(Stored data)
□ □ □ □ □

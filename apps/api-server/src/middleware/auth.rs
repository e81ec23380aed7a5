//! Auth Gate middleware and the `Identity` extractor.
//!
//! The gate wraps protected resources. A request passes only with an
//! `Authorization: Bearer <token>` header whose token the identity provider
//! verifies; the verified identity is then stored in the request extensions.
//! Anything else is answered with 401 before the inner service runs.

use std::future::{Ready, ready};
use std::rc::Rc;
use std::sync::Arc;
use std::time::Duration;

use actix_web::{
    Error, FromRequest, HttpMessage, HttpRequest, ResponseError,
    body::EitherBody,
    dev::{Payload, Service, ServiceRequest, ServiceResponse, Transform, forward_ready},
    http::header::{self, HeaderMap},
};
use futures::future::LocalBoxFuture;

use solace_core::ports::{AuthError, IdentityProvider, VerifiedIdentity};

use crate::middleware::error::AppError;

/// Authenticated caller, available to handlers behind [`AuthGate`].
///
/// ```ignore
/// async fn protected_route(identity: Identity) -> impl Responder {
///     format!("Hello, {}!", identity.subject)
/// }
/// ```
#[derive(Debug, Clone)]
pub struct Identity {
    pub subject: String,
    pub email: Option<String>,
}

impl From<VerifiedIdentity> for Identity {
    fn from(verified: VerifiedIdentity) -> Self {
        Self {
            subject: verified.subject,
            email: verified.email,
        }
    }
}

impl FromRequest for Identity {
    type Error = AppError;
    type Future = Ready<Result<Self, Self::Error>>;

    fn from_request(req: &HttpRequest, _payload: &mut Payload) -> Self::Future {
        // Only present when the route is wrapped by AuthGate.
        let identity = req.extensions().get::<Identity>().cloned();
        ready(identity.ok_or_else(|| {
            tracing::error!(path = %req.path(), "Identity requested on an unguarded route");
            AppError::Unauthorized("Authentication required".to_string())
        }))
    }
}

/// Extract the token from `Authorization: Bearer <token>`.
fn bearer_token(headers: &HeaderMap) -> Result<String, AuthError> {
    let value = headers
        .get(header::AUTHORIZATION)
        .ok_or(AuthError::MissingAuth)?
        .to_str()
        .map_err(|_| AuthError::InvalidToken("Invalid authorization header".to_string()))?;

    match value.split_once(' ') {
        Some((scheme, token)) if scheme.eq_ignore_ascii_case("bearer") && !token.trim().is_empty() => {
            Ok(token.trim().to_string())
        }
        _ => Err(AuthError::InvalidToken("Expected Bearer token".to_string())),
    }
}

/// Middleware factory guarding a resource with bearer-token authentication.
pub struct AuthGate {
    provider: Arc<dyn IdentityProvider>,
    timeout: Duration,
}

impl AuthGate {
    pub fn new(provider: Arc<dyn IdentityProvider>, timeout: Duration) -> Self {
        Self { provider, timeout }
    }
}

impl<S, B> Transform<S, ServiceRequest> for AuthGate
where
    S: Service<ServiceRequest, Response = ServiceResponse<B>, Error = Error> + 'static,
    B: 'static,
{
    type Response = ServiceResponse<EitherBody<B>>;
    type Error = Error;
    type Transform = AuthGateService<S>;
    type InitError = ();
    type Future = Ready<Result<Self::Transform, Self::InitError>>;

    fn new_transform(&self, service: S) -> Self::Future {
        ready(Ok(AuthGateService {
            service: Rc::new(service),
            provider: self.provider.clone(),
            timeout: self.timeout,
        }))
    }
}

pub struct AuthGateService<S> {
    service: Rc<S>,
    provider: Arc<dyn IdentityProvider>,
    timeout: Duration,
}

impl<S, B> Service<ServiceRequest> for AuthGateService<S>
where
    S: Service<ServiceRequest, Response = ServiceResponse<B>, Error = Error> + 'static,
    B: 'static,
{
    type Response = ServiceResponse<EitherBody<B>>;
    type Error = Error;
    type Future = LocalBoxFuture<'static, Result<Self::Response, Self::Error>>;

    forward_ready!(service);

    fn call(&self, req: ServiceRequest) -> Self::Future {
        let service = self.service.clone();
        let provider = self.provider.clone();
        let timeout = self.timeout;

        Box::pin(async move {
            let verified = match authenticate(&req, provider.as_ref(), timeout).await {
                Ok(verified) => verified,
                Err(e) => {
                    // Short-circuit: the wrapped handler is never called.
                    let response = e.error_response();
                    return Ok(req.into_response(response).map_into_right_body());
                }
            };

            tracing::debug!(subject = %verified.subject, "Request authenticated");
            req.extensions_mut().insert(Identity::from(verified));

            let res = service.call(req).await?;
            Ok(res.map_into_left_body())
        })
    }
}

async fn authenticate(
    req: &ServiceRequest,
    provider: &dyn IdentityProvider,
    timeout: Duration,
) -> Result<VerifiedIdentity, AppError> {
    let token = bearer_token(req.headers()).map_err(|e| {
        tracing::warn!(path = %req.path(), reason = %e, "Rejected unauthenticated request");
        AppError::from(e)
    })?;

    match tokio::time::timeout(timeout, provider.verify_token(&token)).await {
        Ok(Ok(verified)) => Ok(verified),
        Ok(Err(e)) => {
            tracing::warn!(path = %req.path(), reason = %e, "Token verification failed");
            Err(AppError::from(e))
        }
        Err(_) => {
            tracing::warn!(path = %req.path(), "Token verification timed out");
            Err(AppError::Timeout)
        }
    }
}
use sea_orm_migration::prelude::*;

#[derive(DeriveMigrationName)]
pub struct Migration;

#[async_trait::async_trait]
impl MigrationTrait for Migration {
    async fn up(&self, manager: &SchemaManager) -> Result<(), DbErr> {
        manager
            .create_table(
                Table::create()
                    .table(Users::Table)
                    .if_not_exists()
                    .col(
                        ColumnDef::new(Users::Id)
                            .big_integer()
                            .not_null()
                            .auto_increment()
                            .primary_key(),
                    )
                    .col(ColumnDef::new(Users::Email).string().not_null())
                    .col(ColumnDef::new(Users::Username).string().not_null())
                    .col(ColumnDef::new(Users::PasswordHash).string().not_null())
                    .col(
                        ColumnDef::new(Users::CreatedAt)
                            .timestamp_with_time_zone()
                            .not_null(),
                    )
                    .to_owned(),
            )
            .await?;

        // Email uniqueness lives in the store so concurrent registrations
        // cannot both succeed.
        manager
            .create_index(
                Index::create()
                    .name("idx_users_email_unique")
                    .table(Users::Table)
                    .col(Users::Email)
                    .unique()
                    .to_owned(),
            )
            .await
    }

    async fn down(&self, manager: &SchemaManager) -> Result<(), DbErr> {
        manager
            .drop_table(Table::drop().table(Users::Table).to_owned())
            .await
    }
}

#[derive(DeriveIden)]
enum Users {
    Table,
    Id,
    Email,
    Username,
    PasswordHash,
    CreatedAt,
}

□ □ □ □ □

▶ What you should do
The answer is the records above restated word for word from their opening line through the line that holds "#[derive(Debug, Clone)]", both included, and nothing else.

▶ Problem solution
filename apps/api-server/src/middleware/auth.rs
repository e81ec23380aed7a5
//! Auth Gate middleware and the `Identity` extractor.
//!
//! The gate wraps protected resources. A request passes only with an
//! `Authorization: Bearer <token>` header whose token the identity provider
//! verifies; the verified identity is then stored in the request extensions.
//! Anything else is answered with 401 before the inner service runs.

use std::future::{Ready, ready};
use std::rc::Rc;
use std::sync::Arc;
use std::time::Duration;

use actix_web::{
    Error, FromRequest, HttpMessage, HttpRequest, ResponseError,
    body::EitherBody,
    dev::{Payload, Service, ServiceRequest, ServiceResponse, Transform, forward_ready},
    http::header::{self, HeaderMap},
};
use futures::future::LocalBoxFuture;

use solace_core::ports::{AuthError, IdentityProvider, VerifiedIdentity};

use crate::middleware::error::AppError;

/// Authenticated caller, available to handlers behind [`AuthGate`].
///
/// ```ignore
/// async fn protected_route(identity: Identity) -> impl Responder {
///     format!("Hello, {}!", identity.subject)
/// }
/// ```
#[derive(Debug, Clone)]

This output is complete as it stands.